● ASSIGNED TASK
Copy exactly the lines of the records below, and only those lines, beginning with the line that contains "pub fn with_conceal_delay_ms(mut" and ending with the line that contains "if self.pair_count == 0".

RECORDS SHOWN Block Start

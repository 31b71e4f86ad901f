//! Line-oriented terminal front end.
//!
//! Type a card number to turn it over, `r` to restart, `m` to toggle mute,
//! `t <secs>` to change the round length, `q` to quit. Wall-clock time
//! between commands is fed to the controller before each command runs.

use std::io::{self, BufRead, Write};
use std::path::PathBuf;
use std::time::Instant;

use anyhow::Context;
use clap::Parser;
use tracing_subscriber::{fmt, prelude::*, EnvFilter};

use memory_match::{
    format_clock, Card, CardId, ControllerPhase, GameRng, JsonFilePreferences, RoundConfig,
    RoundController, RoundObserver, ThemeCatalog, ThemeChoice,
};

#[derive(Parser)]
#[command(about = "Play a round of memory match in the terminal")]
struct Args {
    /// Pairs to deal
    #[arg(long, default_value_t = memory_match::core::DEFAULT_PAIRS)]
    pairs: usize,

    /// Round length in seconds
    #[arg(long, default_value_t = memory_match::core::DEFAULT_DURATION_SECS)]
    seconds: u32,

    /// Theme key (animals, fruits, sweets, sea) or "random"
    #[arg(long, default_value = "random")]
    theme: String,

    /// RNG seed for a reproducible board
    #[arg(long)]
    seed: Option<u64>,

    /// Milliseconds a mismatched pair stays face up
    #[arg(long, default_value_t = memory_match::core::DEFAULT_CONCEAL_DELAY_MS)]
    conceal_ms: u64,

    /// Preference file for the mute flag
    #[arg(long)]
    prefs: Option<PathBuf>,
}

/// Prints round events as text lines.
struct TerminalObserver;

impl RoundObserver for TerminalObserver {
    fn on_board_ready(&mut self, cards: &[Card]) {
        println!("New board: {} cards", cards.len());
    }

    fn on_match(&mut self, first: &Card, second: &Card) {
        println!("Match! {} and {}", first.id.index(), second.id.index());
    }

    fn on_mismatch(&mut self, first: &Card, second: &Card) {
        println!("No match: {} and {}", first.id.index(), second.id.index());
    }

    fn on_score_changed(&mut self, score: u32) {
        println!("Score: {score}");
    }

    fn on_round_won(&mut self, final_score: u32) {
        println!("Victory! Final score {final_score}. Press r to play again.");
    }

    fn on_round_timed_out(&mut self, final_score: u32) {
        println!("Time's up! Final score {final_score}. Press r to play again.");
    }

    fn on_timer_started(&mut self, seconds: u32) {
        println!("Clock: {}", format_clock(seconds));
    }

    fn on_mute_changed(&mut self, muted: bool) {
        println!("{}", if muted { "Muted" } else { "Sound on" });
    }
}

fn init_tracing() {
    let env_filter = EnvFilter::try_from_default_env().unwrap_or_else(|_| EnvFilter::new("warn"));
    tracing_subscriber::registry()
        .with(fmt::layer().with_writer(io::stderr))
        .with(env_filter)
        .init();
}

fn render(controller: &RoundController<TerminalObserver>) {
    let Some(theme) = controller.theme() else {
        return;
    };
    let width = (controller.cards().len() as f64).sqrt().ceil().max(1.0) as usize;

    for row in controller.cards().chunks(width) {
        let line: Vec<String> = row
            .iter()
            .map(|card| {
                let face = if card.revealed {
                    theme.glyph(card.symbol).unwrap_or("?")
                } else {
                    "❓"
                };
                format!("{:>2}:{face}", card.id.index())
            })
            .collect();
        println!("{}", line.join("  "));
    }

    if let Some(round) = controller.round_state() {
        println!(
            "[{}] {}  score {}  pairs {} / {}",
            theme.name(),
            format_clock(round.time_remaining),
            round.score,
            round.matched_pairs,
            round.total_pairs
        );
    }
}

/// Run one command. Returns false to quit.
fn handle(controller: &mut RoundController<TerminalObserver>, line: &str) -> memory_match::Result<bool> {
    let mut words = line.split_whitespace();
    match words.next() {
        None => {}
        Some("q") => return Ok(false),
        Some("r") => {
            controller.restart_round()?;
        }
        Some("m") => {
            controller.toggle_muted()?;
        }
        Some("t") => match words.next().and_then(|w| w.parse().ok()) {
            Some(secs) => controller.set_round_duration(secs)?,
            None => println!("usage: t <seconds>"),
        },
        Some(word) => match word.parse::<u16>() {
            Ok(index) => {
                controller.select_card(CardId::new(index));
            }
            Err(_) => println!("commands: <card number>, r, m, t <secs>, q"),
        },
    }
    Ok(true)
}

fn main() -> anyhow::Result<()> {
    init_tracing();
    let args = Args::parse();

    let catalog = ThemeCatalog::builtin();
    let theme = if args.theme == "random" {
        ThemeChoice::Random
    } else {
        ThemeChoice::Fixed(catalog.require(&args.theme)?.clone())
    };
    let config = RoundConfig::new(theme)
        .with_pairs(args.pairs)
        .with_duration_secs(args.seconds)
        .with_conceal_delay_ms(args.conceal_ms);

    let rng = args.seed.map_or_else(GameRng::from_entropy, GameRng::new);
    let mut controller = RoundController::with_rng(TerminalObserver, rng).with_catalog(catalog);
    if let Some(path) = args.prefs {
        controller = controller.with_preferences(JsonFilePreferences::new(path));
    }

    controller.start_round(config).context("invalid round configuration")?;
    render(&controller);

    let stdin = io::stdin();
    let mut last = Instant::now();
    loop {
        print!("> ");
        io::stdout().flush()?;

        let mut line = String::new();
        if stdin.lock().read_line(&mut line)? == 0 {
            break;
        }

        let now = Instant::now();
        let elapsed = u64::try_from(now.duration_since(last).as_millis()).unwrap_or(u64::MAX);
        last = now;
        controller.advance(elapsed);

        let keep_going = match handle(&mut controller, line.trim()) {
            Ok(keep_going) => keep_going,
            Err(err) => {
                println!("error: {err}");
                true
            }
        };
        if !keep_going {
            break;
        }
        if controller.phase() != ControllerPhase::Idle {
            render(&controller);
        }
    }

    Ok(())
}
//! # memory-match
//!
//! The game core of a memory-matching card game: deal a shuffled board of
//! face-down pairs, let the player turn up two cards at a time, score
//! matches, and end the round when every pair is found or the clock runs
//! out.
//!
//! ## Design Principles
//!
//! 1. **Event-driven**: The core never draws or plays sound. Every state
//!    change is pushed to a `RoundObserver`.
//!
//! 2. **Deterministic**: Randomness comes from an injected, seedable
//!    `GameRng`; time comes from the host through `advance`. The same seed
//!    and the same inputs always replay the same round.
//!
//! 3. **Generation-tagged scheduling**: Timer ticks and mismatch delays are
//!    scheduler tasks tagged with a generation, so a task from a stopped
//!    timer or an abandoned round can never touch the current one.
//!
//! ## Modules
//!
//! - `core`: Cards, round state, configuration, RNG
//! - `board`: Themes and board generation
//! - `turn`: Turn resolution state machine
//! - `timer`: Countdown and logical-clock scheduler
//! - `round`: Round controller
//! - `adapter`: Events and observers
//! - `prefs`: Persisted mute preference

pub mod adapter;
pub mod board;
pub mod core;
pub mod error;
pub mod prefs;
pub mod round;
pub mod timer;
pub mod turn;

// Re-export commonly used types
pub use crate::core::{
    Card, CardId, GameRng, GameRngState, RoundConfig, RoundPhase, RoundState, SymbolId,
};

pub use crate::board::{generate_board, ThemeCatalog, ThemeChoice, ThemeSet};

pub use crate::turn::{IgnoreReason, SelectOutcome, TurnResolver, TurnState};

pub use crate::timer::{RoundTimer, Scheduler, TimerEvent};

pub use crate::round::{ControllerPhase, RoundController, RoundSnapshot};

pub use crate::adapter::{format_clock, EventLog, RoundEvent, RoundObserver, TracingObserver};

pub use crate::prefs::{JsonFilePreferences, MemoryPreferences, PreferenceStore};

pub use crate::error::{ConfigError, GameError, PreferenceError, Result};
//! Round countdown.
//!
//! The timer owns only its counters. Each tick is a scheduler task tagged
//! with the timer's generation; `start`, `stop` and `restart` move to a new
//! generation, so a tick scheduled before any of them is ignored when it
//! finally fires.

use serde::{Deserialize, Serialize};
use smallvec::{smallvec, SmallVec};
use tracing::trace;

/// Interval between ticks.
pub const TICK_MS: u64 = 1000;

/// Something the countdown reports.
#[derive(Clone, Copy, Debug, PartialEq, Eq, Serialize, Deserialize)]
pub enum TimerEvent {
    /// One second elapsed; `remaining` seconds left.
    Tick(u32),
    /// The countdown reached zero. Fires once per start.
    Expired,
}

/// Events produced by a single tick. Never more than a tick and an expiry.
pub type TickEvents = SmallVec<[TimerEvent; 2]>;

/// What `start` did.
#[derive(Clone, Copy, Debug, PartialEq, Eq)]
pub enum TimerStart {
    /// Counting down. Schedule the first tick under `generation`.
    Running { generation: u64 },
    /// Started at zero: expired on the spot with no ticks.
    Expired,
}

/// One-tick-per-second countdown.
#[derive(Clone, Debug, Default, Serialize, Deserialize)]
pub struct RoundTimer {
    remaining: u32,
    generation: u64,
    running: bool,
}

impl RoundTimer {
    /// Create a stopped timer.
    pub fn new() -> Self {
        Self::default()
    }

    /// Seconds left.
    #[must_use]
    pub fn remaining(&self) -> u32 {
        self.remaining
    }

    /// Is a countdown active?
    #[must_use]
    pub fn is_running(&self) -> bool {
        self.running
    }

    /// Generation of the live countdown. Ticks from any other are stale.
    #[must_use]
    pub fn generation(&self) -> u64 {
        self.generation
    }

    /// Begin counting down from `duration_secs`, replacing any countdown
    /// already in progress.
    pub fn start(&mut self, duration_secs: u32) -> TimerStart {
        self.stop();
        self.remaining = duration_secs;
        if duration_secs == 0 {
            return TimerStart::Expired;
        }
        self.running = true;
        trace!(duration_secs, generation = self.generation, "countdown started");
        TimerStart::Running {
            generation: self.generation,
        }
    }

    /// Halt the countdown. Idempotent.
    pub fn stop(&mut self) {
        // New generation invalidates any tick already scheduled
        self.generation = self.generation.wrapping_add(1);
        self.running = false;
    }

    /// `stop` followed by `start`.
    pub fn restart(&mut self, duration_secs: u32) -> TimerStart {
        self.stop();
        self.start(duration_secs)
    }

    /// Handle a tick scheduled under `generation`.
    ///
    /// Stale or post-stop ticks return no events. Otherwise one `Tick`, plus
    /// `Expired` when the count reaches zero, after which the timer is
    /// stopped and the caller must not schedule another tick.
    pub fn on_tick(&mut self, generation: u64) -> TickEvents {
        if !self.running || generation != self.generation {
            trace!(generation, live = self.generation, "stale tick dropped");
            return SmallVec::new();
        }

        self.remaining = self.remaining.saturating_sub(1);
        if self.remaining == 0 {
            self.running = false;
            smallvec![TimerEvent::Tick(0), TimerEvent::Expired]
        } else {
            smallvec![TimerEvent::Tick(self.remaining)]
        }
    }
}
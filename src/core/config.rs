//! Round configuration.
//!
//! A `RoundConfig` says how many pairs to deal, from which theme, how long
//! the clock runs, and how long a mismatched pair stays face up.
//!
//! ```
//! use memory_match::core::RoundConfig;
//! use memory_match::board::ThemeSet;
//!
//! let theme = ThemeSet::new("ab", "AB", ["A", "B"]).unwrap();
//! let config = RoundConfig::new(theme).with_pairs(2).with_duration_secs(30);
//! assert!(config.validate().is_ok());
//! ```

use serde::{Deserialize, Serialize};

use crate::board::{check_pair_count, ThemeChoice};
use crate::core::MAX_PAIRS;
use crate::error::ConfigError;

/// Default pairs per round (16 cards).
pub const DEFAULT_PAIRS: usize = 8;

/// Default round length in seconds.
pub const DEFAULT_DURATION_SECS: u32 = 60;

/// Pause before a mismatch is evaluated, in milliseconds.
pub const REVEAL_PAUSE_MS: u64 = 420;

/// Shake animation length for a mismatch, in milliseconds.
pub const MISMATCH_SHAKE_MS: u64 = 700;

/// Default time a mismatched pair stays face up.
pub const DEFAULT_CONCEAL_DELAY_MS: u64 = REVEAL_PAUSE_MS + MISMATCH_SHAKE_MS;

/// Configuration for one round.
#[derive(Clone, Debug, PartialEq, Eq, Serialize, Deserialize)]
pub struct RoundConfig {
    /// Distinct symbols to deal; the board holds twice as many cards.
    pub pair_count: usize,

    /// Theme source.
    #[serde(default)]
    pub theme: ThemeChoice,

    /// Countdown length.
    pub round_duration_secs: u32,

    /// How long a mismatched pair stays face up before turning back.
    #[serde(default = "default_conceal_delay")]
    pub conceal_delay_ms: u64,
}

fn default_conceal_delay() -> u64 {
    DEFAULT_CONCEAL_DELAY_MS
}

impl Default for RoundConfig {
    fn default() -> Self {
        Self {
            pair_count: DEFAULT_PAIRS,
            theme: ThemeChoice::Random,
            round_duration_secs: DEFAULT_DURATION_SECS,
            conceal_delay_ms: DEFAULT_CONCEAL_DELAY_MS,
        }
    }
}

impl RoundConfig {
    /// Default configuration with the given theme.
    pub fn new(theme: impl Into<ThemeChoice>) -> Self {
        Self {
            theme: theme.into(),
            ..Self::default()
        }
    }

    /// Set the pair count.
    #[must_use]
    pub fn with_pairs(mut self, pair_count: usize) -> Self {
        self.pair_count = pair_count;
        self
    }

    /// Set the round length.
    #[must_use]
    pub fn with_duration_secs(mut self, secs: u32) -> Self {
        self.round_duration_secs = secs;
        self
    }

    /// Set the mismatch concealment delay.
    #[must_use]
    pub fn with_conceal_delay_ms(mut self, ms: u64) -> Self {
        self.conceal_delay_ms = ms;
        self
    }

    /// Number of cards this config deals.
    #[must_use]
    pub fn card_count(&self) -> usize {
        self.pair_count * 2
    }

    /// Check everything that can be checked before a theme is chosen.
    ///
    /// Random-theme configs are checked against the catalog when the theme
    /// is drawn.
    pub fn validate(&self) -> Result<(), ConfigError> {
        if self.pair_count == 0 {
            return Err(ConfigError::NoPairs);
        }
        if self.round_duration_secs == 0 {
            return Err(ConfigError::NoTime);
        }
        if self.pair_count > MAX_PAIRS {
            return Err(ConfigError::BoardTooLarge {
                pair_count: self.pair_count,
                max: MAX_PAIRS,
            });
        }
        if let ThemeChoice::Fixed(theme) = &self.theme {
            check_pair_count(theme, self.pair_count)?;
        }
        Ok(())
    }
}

RECORDS SHOWN Block End

● RESPONSE BELOW
    pub fn with_conceal_delay_ms(mut self, ms: u64) -> Self {
        self.conceal_delay_ms = ms;
        self
    }

    /// Number of cards this config deals.
    #[must_use]
    pub fn card_count(&self) -> usize {
        self.pair_count * 2
    }

    /// Check everything that can be checked before a theme is chosen.
    ///
    /// Random-theme configs are checked against the catalog when the theme
    /// is drawn.
    pub fn validate(&self) -> Result<(), ConfigError> {
        if self.pair_count == 0 {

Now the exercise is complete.